Stored items:

Start of Block

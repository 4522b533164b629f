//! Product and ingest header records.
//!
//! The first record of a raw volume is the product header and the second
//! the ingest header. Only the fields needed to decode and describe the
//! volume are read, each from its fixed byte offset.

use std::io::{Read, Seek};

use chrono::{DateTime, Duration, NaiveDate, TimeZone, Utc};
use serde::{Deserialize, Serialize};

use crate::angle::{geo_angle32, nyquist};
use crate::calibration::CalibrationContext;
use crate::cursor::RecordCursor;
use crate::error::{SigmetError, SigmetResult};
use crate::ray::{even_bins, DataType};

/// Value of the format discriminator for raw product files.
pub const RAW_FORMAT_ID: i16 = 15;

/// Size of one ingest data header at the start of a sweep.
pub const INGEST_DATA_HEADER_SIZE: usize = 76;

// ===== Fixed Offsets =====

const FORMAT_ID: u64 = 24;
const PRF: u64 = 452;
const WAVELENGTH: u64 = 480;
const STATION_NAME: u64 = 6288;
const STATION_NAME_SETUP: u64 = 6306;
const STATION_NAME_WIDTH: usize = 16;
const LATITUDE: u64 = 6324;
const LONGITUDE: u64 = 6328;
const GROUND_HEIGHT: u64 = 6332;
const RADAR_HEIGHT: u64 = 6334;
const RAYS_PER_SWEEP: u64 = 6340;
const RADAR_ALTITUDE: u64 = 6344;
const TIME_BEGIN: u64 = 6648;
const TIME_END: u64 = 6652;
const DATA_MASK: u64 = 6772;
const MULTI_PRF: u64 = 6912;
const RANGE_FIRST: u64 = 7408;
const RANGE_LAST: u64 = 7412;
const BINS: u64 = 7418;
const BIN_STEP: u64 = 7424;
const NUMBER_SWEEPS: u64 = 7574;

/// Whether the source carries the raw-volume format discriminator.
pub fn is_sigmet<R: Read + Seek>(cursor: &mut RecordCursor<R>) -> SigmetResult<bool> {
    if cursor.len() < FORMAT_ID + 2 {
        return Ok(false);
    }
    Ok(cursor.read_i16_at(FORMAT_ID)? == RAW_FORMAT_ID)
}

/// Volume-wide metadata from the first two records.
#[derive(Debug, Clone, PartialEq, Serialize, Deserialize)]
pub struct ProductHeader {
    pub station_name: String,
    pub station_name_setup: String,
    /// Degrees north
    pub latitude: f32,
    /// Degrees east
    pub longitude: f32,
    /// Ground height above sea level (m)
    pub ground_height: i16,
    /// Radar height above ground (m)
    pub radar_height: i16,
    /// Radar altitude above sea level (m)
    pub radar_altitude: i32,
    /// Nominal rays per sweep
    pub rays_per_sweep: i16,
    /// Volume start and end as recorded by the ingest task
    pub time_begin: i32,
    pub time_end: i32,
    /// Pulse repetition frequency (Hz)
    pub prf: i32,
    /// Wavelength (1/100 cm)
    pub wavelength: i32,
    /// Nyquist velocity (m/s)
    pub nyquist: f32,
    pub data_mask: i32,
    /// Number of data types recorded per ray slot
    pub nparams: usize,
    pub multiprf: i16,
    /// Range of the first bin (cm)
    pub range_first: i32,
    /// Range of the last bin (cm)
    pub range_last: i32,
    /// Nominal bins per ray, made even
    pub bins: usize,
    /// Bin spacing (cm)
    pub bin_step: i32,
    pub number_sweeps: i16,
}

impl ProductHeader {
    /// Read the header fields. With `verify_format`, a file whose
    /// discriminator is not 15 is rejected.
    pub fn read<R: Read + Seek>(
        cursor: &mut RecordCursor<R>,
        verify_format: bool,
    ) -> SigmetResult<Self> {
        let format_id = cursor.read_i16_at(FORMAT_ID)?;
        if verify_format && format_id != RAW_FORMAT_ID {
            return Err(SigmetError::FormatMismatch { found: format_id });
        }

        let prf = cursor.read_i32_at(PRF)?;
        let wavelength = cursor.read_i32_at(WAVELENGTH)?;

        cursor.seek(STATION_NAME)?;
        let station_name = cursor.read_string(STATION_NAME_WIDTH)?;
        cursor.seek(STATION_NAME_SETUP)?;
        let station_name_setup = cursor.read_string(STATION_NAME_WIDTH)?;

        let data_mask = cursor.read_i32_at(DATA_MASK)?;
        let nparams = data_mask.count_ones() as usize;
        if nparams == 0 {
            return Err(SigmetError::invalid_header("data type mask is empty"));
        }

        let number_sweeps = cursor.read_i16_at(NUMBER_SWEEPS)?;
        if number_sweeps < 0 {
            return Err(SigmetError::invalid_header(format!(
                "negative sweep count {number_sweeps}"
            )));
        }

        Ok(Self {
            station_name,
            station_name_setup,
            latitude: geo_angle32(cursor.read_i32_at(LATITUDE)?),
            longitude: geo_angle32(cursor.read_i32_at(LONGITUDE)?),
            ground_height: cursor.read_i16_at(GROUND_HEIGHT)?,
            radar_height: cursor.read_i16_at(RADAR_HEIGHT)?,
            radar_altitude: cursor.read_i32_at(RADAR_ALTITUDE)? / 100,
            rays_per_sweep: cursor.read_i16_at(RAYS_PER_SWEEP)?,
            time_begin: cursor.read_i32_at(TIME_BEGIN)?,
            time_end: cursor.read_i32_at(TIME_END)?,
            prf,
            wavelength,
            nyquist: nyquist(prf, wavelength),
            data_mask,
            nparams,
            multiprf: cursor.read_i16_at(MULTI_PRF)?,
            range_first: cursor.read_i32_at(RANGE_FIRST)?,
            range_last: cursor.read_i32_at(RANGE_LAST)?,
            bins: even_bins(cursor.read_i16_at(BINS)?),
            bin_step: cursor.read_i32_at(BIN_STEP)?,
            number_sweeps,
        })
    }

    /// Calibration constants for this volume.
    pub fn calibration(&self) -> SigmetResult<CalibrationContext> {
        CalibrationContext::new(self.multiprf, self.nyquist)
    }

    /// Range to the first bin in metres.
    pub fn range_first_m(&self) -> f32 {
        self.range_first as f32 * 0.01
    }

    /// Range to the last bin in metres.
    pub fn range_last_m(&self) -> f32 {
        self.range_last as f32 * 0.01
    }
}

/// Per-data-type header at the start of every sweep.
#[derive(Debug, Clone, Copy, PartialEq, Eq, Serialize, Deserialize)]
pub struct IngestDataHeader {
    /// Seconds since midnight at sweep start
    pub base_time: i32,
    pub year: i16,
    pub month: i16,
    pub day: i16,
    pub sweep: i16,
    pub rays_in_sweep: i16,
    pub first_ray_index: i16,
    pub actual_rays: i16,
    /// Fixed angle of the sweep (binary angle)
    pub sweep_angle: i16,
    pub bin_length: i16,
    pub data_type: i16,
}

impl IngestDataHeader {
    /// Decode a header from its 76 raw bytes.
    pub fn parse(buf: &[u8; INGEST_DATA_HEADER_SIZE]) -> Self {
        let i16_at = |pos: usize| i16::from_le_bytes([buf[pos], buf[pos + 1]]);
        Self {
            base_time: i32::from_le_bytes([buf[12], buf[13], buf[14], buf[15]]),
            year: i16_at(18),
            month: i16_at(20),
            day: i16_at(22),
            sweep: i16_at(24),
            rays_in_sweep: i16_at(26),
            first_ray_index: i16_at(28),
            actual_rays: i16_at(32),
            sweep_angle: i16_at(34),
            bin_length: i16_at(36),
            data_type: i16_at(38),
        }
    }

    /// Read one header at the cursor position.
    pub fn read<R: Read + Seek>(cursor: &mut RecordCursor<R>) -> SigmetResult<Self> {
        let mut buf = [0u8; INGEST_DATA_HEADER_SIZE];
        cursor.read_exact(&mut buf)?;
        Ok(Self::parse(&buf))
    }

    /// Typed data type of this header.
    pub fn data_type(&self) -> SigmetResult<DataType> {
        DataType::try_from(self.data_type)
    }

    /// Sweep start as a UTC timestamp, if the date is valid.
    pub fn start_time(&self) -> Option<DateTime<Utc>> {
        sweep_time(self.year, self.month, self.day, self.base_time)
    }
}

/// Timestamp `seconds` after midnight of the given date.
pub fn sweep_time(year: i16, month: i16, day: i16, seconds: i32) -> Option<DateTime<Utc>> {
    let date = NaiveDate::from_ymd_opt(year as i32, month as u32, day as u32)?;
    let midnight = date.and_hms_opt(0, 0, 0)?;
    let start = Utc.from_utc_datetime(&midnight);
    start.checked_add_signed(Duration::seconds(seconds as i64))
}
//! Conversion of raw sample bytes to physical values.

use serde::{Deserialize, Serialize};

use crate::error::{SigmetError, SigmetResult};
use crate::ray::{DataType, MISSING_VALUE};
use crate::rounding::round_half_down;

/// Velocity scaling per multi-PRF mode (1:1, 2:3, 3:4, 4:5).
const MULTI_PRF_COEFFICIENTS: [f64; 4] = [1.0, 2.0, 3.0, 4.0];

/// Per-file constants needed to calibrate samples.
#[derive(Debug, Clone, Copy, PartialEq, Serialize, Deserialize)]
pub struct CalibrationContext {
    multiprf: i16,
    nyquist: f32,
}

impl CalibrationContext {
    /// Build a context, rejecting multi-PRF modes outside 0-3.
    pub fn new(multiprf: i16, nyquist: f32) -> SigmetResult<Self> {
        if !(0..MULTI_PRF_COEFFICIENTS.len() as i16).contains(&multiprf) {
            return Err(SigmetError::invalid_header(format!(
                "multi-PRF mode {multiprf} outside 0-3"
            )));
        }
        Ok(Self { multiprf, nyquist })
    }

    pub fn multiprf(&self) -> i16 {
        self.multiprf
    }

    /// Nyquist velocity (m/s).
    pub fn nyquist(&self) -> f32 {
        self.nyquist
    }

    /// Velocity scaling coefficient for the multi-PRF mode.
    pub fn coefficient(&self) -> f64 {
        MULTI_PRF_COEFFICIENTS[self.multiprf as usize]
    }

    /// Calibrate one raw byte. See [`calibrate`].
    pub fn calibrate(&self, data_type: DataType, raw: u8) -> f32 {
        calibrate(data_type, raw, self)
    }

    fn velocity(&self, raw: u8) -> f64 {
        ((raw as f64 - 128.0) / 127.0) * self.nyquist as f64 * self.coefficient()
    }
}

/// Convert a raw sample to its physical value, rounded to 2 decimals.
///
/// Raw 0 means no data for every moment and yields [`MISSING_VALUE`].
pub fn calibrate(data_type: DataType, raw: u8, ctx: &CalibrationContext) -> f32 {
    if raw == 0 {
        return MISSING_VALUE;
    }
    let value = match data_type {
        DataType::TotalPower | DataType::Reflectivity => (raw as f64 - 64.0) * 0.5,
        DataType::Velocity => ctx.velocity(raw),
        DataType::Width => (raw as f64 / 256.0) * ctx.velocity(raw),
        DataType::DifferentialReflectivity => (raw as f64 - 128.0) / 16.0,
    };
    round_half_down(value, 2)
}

End of Block

Lines holding "month": copy each one from the records above.

> SOLUTION FOR THIS TASK:
    pub month: i16,
            month: i16_at(20),
        sweep_time(self.year, self.month, self.day, self.base_time)
pub fn sweep_time(year: i16, month: i16, day: i16, seconds: i32) -> Option<DateTime<Utc>> {
    let date = NaiveDate::from_ymd_opt(year as i32, month as u32, day as u32)?;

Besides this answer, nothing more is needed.